The man, Bailey Serpa, was 18 at the time. According to New Hampshire law, Serpa would have been guilty of a mere misdemeanor had the two actually had sex. But online solicitation of a minor is considered a felony.
Serpa appealed the sentence on grounds that it was "unconstitutional and grossly disproportional," The New Hampshire Union Ledger reports. Last month, he lost in court:
The ruling is the latest chapter in a series of cases that have highlighted New Hampshire's computer-facilitated sex law, which critics say is outdated and wielded too freely in cases involving teenagers.
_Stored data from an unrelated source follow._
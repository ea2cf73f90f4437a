//! Per-sample slope computation and ternary sign classification.
//!
//! Slope is expressed as a percent grade: elevation is in meters, distance in
//! kilometers, and the 0.1 factor converts the meters-per-kilometer ratio
//! into percent.

use serde::{Deserialize, Serialize};

/// Ternary classification of a slope value.
#[derive(Debug, Clone, Copy, PartialEq, Eq, Serialize, Deserialize)]
pub enum SlopeSign {
    Positive,
    Negative,
    Flat,
}

impl SlopeSign {
    /// Classify a single slope value.
    pub fn of(slope: f64) -> Self {
        if slope > 0.0 {
            SlopeSign::Positive
        } else if slope < 0.0 {
            SlopeSign::Negative
        } else {
            SlopeSign::Flat
        }
    }

    /// Integer form used by the boundary scan (`+1`, `-1`, `0`).
    pub(crate) fn as_int(self) -> i8 {
        match self {
            SlopeSign::Positive => 1,
            SlopeSign::Negative => -1,
            SlopeSign::Flat => 0,
        }
    }
}

/// Percent grade between two samples.
///
/// Returns 0 when the distance delta is zero or negative, which guards
/// division by zero and treats duplicate-distance samples as flat.
pub fn slope_between_points(dist1: f64, ele1: f64, dist2: f64, ele2: f64) -> f64 {
    let delta_dist = dist2 - dist1;
    let delta_ele = ele2 - ele1;
    if delta_dist > 0.0 {
        0.1 * delta_ele / delta_dist
    } else {
        0.0
    }
}

/// Per-sample slope over a whole track.
///
/// `slope[0]` is always 0 (no predecessor); `slope[i]` is the grade between
/// samples `i-1` and `i`. Both inputs are assumed equal length; callers
/// validate at the extraction boundary.
pub fn calculate_slope(distance: &[f64], elevation: &[f64]) -> Vec<f64> {
    let mut slope = vec![0.0; distance.len()];
    for i in 1..distance.len() {
        slope[i] = slope_between_points(distance[i - 1], elevation[i - 1], distance[i], elevation[i]);
    }
    slope
}

/// Classify every slope value of a track.
pub fn classify_signs(slope: &[f64]) -> Vec<SlopeSign> {
    slope.iter().map(|&s| SlopeSign::of(s)).collect()
}
//! Presentation palette: colors handed to the rendering collaborator.
//!
//! Slope colors are looked up by 2%-wide grade buckets; the mapping is
//! presentation policy, not part of the segment contract.

/// Main profile line color.
pub const COLOR_PROFILE: &str = "#353535";
/// Fill color under the whole profile.
pub const COLOR_FILL: &str = "#d9d9d9";
/// Horizontal grid line color.
pub const COLOR_GRID: &str = "#bfbfbf";

/// Start waypoint color.
pub const COLOR_START: &str = "#2e7d32";
/// Finish waypoint color.
pub const COLOR_FINISH: &str = "#c62828";
/// Intermediate waypoint color.
pub const COLOR_POINT: &str = "#455a64";

/// Fill colors per mean-slope bucket, from gentle to steep.
///
/// Bucket `k` covers grades `[2k, 2k+2)` percent; the last bucket absorbs
/// everything steeper.
pub const SLOPE_COLORS: &[&str] = &[
    "#8ae68a", // 0-2%
    "#ffd932", // 2-4%
    "#ffa03c", // 4-6%
    "#ff6b3c", // 6-8%
    "#e63232", // 8-10%
    "#b41e1e", // 10%+
];

/// Color for a segment's mean slope.
///
/// The bucket index is `floor(mean_slope / 2)` clamped to the palette bounds,
/// so descents map to the gentlest color and extreme grades to the steepest.
pub fn slope_color(mean_slope: f64) -> &'static str {
    let bucket = (mean_slope / 2.0).floor();
    let clamped = bucket.max(0.0).min((SLOPE_COLORS.len() - 1) as f64);
    SLOPE_COLORS[clamped as usize]
}
//! Registration number (`nomor surat`) extraction.
//!
//! Every strategy contributes weighted candidates; nothing short-circuits, so a
//! rejected label value falls through to the weaker strategies while a filename
//! hint can never beat evidence found in the text.

use once_cell::sync::Lazy;
use regex::Regex;
use tracing::{debug, info, warn};

use crate::candidate::{select_best, CandidateSource, ExtractionCandidate};
use crate::labels::{extract_labels, label_of, LabelKey};
use crate::normalize::normalize;

pub const WEIGHT_LABEL_BLOCK: u8 = 100;
pub const WEIGHT_AFTER_LABEL: u8 = 95;
pub const WEIGHT_SPLIT_TOKEN_EARLY: u8 = 75;
pub const WEIGHT_HEADER_TOKEN_EARLY: u8 = 70;
pub const WEIGHT_SPLIT_TOKEN_LATE: u8 = 65;
pub const WEIGHT_HEADER_TOKEN_LATE: u8 = 60;
pub const WEIGHT_FILENAME: u8 = 50;

/// Lines scanned for bare number tokens.
const HEADER_WINDOW: usize = 15;
/// Lines counted as the early part of the header.
const EARLY_LINES: usize = 8;

static AFTER_LABEL_PATTERNS: Lazy<Vec<Regex>> = Lazy::new(|| {
    [
        // e-surat numbers: e-0031/BM.00
        r"(?i)\b(?:Nomor|No|Nomer|Nemor)\s*[:.]?\s*(e-\d+[/\-][A-Za-z0-9./\-]+)",
        r"(?i)\b(?:Nomor|No|Nomer|Nemor)\s*[:.]?\s*(\d+[/\-][A-Za-z0-9./\-]+)",
        // OCR read the slash as a separate token: "31 /PU.01.00"
        r"(?i)\b(?:Nomor|No|Nomer|Nemor)\s*[:.]?\s*(\d+\s+[/\-][A-Za-z0-9./\-]+)",
        r"(?i)\b(?:Nomor|No)\s*\n\s*[:.]?\s*(\d+[/\-][A-Za-z0-9./\-]+)",
        // leading digits read as letters: "OS '/ KB.03.00"
        r"(?i)\b(?:Nomor|No|Nomer)\s*[:.]?\s*([A-Z]{1,2}\s*['\\/]\s*[A-Z]{2}\.[0-9.]+)",
    ]
    .iter()
    .map(|p| Regex::new(p).unwrap())
    .collect()
});
static RE_DATE_LIKE: Lazy<Regex> = Lazy::new(|| Regex::new(r"^\d{1,2}[-/]\d{1,2}[-/]\d{2,4}$").unwrap());
static RE_SPACE_BEFORE_SEP: Lazy<Regex> = Lazy::new(|| Regex::new(r"(\d+)\s+([/\-])").unwrap());
static RE_HEADER_TOKEN: Lazy<Regex> = Lazy::new(|| Regex::new(r"^\d+[/\-][A-Za-z0-9./\-]{2,}$").unwrap());
static RE_SPLIT_TOKEN: Lazy<Regex> =
    Lazy::new(|| Regex::new(r"(\d{2,3})\s+/\s+([A-Z]{2}\.\d{2}\.\d{2})").unwrap());
static RE_FILENAME_TOKEN: Lazy<Regex> = Lazy::new(|| Regex::new(r"^\d+[/\-][A-Za-z0-9./\-]+$").unwrap());
static RE_LEADING_NOISE: Lazy<Regex> = Lazy::new(|| Regex::new(r"^[:\-\s]+").unwrap());

/// Extract the registration number from raw document text.
pub fn extract_number(text: &str, filename: Option<&str>) -> Option<String> {
    number_from_clean(&normalize(text), filename)
}

pub(crate) fn number_from_clean(cleaned: &str, filename: Option<&str>) -> Option<String> {
    let candidates = number_candidates(cleaned, filename);
    match select_best(&candidates) {
        Some(best) => {
            info!(
                nomor = %best.value,
                confidence = best.confidence,
                source = best.source.as_str(),
                candidates = candidates.len(),
                "nomor extracted"
            );
            Some(best.value.clone())
        }
        None => {
            warn!("nomor surat not found");
            None
        }
    }
}

/// All number candidates in generation order, strongest strategy first.
pub fn number_candidates(cleaned: &str, filename: Option<&str>) -> Vec<ExtractionCandidate> {
    let mut candidates = Vec::new();

    if let Some(value) = extract_labels(cleaned).get(&LabelKey::Nomor) {
        let value = RE_LEADING_NOISE.replace(value, "");
        let value = value.trim_matches(|c| ".,;: ".contains(c));
        let has_digit = value.chars().any(|c| c.is_ascii_digit());
        let has_sep = value.contains(['/', '-', '.']);
        if value.chars().count() > 3 && has_digit && has_sep {
            candidates.push(ExtractionCandidate::new(value, WEIGHT_LABEL_BLOCK, CandidateSource::LabelBlock));
        }
    }

    for pattern in AFTER_LABEL_PATTERNS.iter() {
        let Some(caps) = pattern.captures(cleaned) else { continue };
        let raw = caps[1].trim().trim_matches(|c| ".,;: ".contains(c));
        let nomor = RE_SPACE_BEFORE_SEP.replace_all(raw, "${1}${2}").into_owned();
        if nomor.chars().count() > 3 && !RE_DATE_LIKE.is_match(&nomor) {
            candidates.push(ExtractionCandidate::new(nomor, WEIGHT_AFTER_LABEL, CandidateSource::AfterLabel));
        }
    }

    for (idx, line) in cleaned.lines().map(str::trim).take(HEADER_WINDOW).enumerate() {
        if line.is_empty() || label_of(line).is_some() {
            continue;
        }
        let early = idx < EARLY_LINES;
        for token in line.split_whitespace() {
            if RE_HEADER_TOKEN.is_match(token) && !RE_DATE_LIKE.is_match(token) {
                let weight = if early { WEIGHT_HEADER_TOKEN_EARLY } else { WEIGHT_HEADER_TOKEN_LATE };
                let value = token.trim_matches(|c| ".,;".contains(c));
                candidates.push(ExtractionCandidate::new(value, weight, CandidateSource::HeaderToken));
            }
        }
        if let Some(caps) = RE_SPLIT_TOKEN.captures(line) {
            let weight = if early { WEIGHT_SPLIT_TOKEN_EARLY } else { WEIGHT_SPLIT_TOKEN_LATE };
            let value = format!("{}/{}", &caps[1], &caps[2]);
            debug!(value = %value, weight, "split-token nomor");
            candidates.push(ExtractionCandidate::new(value, weight, CandidateSource::SplitToken));
        }
    }

    if let Some(token) = filename.and_then(filename_number) {
        candidates.push(ExtractionCandidate::new(token, WEIGHT_FILENAME, CandidateSource::Filename));
    }

    candidates
}

/// First token of a `<number> <subject>.pdf` style file name, when it looks like a number.
fn filename_number(filename: &str) -> Option<String> {
    let stem = strip_extension(filename);
    let first = stem.split_whitespace().next()?;
    RE_FILENAME_TOKEN.is_match(first).then(|| first.to_string())
}

/// File name without its last extension.
pub(crate) fn strip_extension(filename: &str) -> &str {
    match filename.rsplit_once('.') {
        Some((stem, _)) => stem,
        None => filename,
    }
}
"The laws were enacted to prevent young people from becoming close with old people because there was concern they were using their age to become close, groom them, and convince them they were in love," said Wendy Walsh, a professor and researcher at the University of New Hampshire's Crimes against Children Research Center. "You need to have something on the books, but these cases are so complex and are so individual and have so much variation that ideally there would be more context behind some of the laws."
It should be clear that when legislators first criminalized online solicitation of minors in 2008, their intention was to prevent much older people from grooming kids for sex. Teens expressing sexual interest in each other isn't weird or abnormal, and it certainly shouldn't be a crime. If the court won't intervene, then the legislature should hurry up and fix its mistake.
Keep in mind that there's little evidence the sex offender registry helps keep people safe. On the other hand, there's plenty of reason to believe it shatters the lives of the people who end up on it: They face serious difficulty finding housing, securing jobs, and interacting with young people.